A lot of people have thought that it’s a sad song about desperation, but for me, it’s just more about that moment when you realize oh god, I’m just doing too much here. This isn’t how it’s supposed to be. It’s not balanced. And I think when you acknowledge a problem, that’s when you can fix it. You can either let something go or you can work on it. So for me, it’s just kind of acknowledging what something is.
Speaking of your EP, Sam Smith called it “f**king beautiful.” What was it like getting that kind of praise and have you spoken to him since?
I haven’t met him actually! I hope to meet him one day. I think he’s really great, really talented. And he seems like a genuinely nice person, which is important. I was writing a song at the time and somebody said, “Check Instagram now!” I just got this huge shock. You just do your thing and don’t really know who’s aware of you. I’m really thankful! It cheered me up definitely.
I know Salute remixed your newest single “Hoops.” Is there a Wet remix coming soon?
Yes, it is! I’m really excited about that. It sounds great.
Are there any other upcoming collaborations we can look forward to?
I can’t really say yet because I don’t like to jinx anything, but there are some really exciting collaborations coming out this year. Some really, really great people so I’m just going to have to say stay tuned.
You worked with incredible producers on your EP including XL Recordings' regular Rodaidh McDonald (Savages, Daughter, the xx) and rising producer XO who has caught the attention of Diplo, MNEK, and more. How were these experiences and did you work together on more songs for your debut album?
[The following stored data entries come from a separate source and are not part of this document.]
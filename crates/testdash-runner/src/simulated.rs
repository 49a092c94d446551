//! Scripted run simulation.

use std::time::Duration;

use testdash_core::error::RunnerError;
use testdash_core::traits::TestRunner;
use testdash_core::types::{wall_clock_time, LogEntry, LogLevel};
use tokio::sync::mpsc;
use tracing::info;
use uuid::Uuid;

struct ScriptStep {
    delay_secs: u64,
    level: LogLevel,
    step: &'static str,
    message: &'static str,
}

/// The fixed run script: an immediate start entry, then three timed
/// steps simulating setup, execution (with a synthetic warning), and
/// teardown.
const SCRIPT: [ScriptStep; 4] = [
    ScriptStep {
        delay_secs: 0,
        level: LogLevel::Info,
        step: "setup",
        message: "Test execution started",
    },
    ScriptStep {
        delay_secs: 1,
        level: LogLevel::Info,
        step: "execute",
        message: "Running test cases...",
    },
    ScriptStep {
        delay_secs: 2,
        level: LogLevel::Warn,
        step: "execute",
        message: "Network latency detected",
    },
    ScriptStep {
        delay_secs: 3,
        level: LogLevel::Info,
        step: "teardown",
        message: "Test completed successfully",
    },
];

/// Runner that simulates test execution with timed log entries.
///
/// Every step of a run carries the wall-clock time at which the run
/// started. Scheduled steps are independent tasks: starting another run
/// before earlier steps have fired leaves all timers running, with no
/// deduplication and no cancellation.
pub struct SimulatedRunner {
    entries: mpsc::UnboundedSender<LogEntry>,
}

impl SimulatedRunner {
    /// Number of entries one run produces.
    pub const STEP_COUNT: usize = SCRIPT.len();

    /// Create a runner delivering entries through `entries`.
    pub fn new(entries: mpsc::UnboundedSender<LogEntry>) -> Self {
        Self { entries }
    }
}

impl TestRunner for SimulatedRunner {
    fn start(&self, test_id: &str) -> Result<Uuid, RunnerError> {
        let run_id = Uuid::new_v4();
        let started = wall_clock_time();
        info!(%run_id, test_id, "Starting simulated run");

        for step in &SCRIPT {
            let entry = LogEntry::new(started.clone(), step.level, step.step, step.message);
            if step.delay_secs == 0 {
                self.entries
                    .send(entry)
                    .map_err(|_| RunnerError::ChannelClosed)?;
            } else {
                let entries = self.entries.clone();
                let delay = Duration::from_secs(step.delay_secs);
                tokio::spawn(async move {
                    tokio::time::sleep(delay).await;
                    let _ = entries.send(entry);
                });
            }
        }

        Ok(run_id)
    }

    fn name(&self) -> &str {
        "simulated"
    }
}

#[cfg(test)]
mod tests {
    use super::*;

    #[tokio::test(start_paused = true)]
    async fn test_script_emits_steps_in_order() {
        let (tx, mut rx) = mpsc::unbounded_channel();
        let runner = SimulatedRunner::new(tx);
        runner.start("search-test").unwrap();

        // The start entry is delivered synchronously, before any timer.
        let start = rx.try_recv().unwrap();
        assert_eq!(start.level, LogLevel::Info);
        assert_eq!(start.step, "setup");
        assert_eq!(start.message, "Test execution started");

        let mut rest = Vec::new();
        for _ in 0..3 {
            rest.push(rx.recv().await.unwrap());
        }

        assert_eq!(
            rest.iter()
                .map(|e| (e.level, e.step.as_str()))
                .collect::<Vec<_>>(),
            vec![
                (LogLevel::Info, "execute"),
                (LogLevel::Warn, "execute"),
                (LogLevel::Info, "teardown"),
            ]
        );

        // Every entry carries the run's start time.
        assert!(rest.iter().all(|e| e.time == start.time));
    }

    #[tokio::test(start_paused = true)]
    async fn test_overlapping_runs_keep_all_timers() {
        let (tx, mut rx) = mpsc::unbounded_channel();
        let runner = SimulatedRunner::new(tx);
        runner.start("search-test").unwrap();
        runner.start("login-test").unwrap();

        let mut entries = Vec::new();
        for _ in 0..2 * SimulatedRunner::STEP_COUNT {
            entries.push(rx.recv().await.unwrap());
        }

        // Two start entries and two of each scheduled step.
        assert_eq!(
            entries
                .iter()
                .filter(|e| e.message == "Test execution started")
                .count(),
            2
        );
        assert_eq!(
            entries
                .iter()
                .filter(|e| e.message == "Network latency detected")
                .count(),
            2
        );
    }

    #[tokio::test]
    async fn test_closed_channel_reports_error() {
        let (tx, rx) = mpsc::unbounded_channel();
        drop(rx);
        let runner = SimulatedRunner::new(tx);
        assert!(matches!(
            runner.start("search-test"),
            Err(RunnerError::ChannelClosed)
        ));
    }
}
With XO, it’s quite different than working with Rodaidh because I actually haven’t met him yet. We should be doing some new stuff together in the new year. But, we worked on “Hoops” together. I wrote the song and he did the production. We did the thing where we just exchanged emails. He came up with his ideas really quickly and I just instantly loved it. With Rodaidh from XL, we’ve gotten together quite a few times and done a few songs. He’s really great. He has a great ear and knows what needs to be done. And obviously, he’s worked on so many great acts before. So as soon as I heard I was going to be working with him, I was just really excited to have that opportunity. So, they’re both really good in different ways.
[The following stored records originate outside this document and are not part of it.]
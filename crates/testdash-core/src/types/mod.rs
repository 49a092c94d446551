//! Core data types for the test dashboard.

mod log;
mod test;

pub use log::{wall_clock_time, LogEntry, LogLevel};
pub use test::{TestCatalog, TestItem};
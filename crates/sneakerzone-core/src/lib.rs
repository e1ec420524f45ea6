//! sneakerzone-core
//!
//! Product filenames, the brand/segment catalog index, and the traits the
//! ingest pipeline and renderers plug into.

pub mod config;
pub mod error;
pub mod filename;
pub mod index;
pub mod traits;
pub mod types;

pub use index::{Bucket, BucketId, CatalogIndex};
pub use types::{BucketKey, IngestionTally, ProductName, ProductRecord, Segment, SourceRef};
Your debut album is called New Skin. Where did the title come from?
“New Skin” was a song I wrote in 2015. To me, the song was a therapeutic one. It’s about realizing that as you kind of grow up, you develop another layer to yourself. It can be bitterness, or it can be sadness, or it can be jealousy and wanting to shed that to get back to a place of being happy and being pure. So, I wrote that song and I continued writing but that name, that title, always stuck with me. It speaks a lot about what the songs on the album will be about and the period of life I’ve been going through.
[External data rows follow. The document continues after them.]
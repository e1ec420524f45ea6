use figment::{
    providers::{Env, Format, Serialized, Toml},
    Figment,
};
use serde::{Deserialize, Serialize};
use std::collections::BTreeMap;
use std::env;
use std::path::{Path, PathBuf};

use crate::error::Error;
use crate::index::CatalogIndex;
use crate::types::Segment;

pub struct Config {
    figment: Figment,
}

/// `[catalog]` table.
#[derive(Debug, Clone, Serialize, Deserialize, PartialEq)]
#[serde(default)]
pub struct CatalogSettings {
    /// Folder to load when none is given on the command line.
    pub root_dir: Option<String>,
    /// Segments a brand section offers unless overridden in `layouts`.
    pub default_layout: Vec<Segment>,
    /// Per-brand layouts, keyed by brand (any casing).
    pub layouts: BTreeMap<String, Vec<Segment>>,
}

impl Default for CatalogSettings {
    fn default() -> Self {
        Self { root_dir: None, default_layout: Segment::ALL.to_vec(), layouts: BTreeMap::new() }
    }
}

impl CatalogSettings {
    pub fn validate(&self) -> crate::error::Result<()> {
        if self.default_layout.is_empty() {
            return Err(Error::InvalidConfig("catalog.default_layout is empty".into()));
        }
        if let Some((brand, _)) = self.layouts.iter().find(|(_, layout)| layout.is_empty()) {
            return Err(Error::InvalidConfig(format!("catalog.layouts.{brand} is empty")));
        }
        Ok(())
    }

    /// Empty index with these layouts applied.
    pub fn build_index(&self) -> CatalogIndex {
        let mut index = CatalogIndex::with_default_layout(self.default_layout.clone());
        for (brand, layout) in &self.layouts {
            index.set_layout(brand, layout.clone());
        }
        index
    }
}

/// `[log]` table.
#[derive(Debug, Clone, Serialize, Deserialize, PartialEq)]
#[serde(default)]
pub struct LogSettings {
    pub filter: String,
}

impl Default for LogSettings {
    fn default() -> Self {
        Self { filter: "warn".to_string() }
    }
}

#[derive(Debug, Default, Serialize)]
struct Defaults {
    catalog: CatalogSettings,
    log: LogSettings,
}

impl Config {
    /// Load from `base`, picking the environment file from `RUST_ENV`.
    pub fn load(base: &Path) -> anyhow::Result<Self> {
        let env_name = env::var("RUST_ENV").unwrap_or_else(|_| "dev".to_string());
        Self::load_from(base, &env_name)
    }

    /// Merge defaults, `sneakerzone.toml`, `sneakerzone.<env>.toml` (both
    /// under `base`) and `SNZ_*` variables, later sources winning.
    pub fn load_from(base: &Path, env_name: &str) -> anyhow::Result<Self> {
        let mut figment = Figment::from(Serialized::defaults(Defaults::default()))
            .merge(Toml::file(base.join("sneakerzone.toml")));
        match env_name {
            "dev" | "development" => figment = figment.merge(Toml::file(base.join("sneakerzone.dev.toml"))),
            "prod" | "production" => figment = figment.merge(Toml::file(base.join("sneakerzone.prod.toml"))),
            "test" | "testing" => figment = figment.merge(Toml::file(base.join("sneakerzone.test.toml"))),
            _ => {}
        }
        figment = figment.merge(Env::prefixed("SNZ_").split("__"));

        let config = Self { figment };
        config.catalog()?.validate()?;
        Ok(config)
    }

    pub fn get<T>(&self, key: &str) -> anyhow::Result<T>
    where
        T: serde::de::DeserializeOwned,
    {
        self.figment
            .extract_inner(key)
            .map_err(|e| anyhow::anyhow!("Failed to get '{}': {}", key, e))
    }

    pub fn catalog(&self) -> anyhow::Result<CatalogSettings> {
        self.get("catalog")
    }

    pub fn log(&self) -> anyhow::Result<LogSettings> {
        self.get("log")
    }
}

/// Expand a user-provided path string:
/// - Expands leading '~' to the user's home directory
/// - Expands ${VAR} and $VAR environment variables
/// - Returns a PathBuf without attempting to canonicalize
pub fn expand_path<S: AsRef<str>>(input: S) -> PathBuf {
    let s = input.as_ref();
    let expanded_env = shellexpand::env(s).unwrap_or(std::borrow::Cow::Borrowed(s));
    let expanded = shellexpand::tilde(&expanded_env);
    PathBuf::from(expanded.as_ref())
}

/// [`expand_path`] for a path that came in as a path. Non-UTF-8 paths
/// are returned unchanged.
pub fn expand_os_path(input: &Path) -> PathBuf {
    match input.to_str() {
        Some(s) => expand_path(s),
        None => input.to_path_buf(),
    }
}

/// Resolve a possibly relative path against a given base directory after expansion.
/// If `p` is absolute, it's returned as-is; otherwise `base.join(p)` is returned.
pub fn resolve_with_base<S: AsRef<str>>(base: &Path, p: S) -> PathBuf {
    let p = expand_path(p);
    if p.is_absolute() { p } else { base.join(p) }
}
Your music has a very cinematic feel to it. Is there a TV show or certain director who you would love to have use your music?
Oh, that’s a good question. It would be something kind of dark, and cold, and creepy. Maybe like a Tim Burton movie. Or, maybe something like Drive.
Do you have any plans to perform in the U.S. anytime soon?
Yes, I do! I’m very excited. I got the news that I’m going to perform at SXSW in March. Hopefully we’ll be doing some other shows as well when I’m over on that side of the world.
Please try to come to New York.
That’s definitely one of my dreams. I would love to.
Are there any other artists or albums you think we should absolutely look out for in 2016?
I really love HONNE. I think they are great songwriters and musicians so I’m looking forward to their album release. And, there’s another British duo called Aquilo. I think they’re amazing and will definitely be looking out for those two in 2016. I actually did a writing session with Aquilo and it went really great.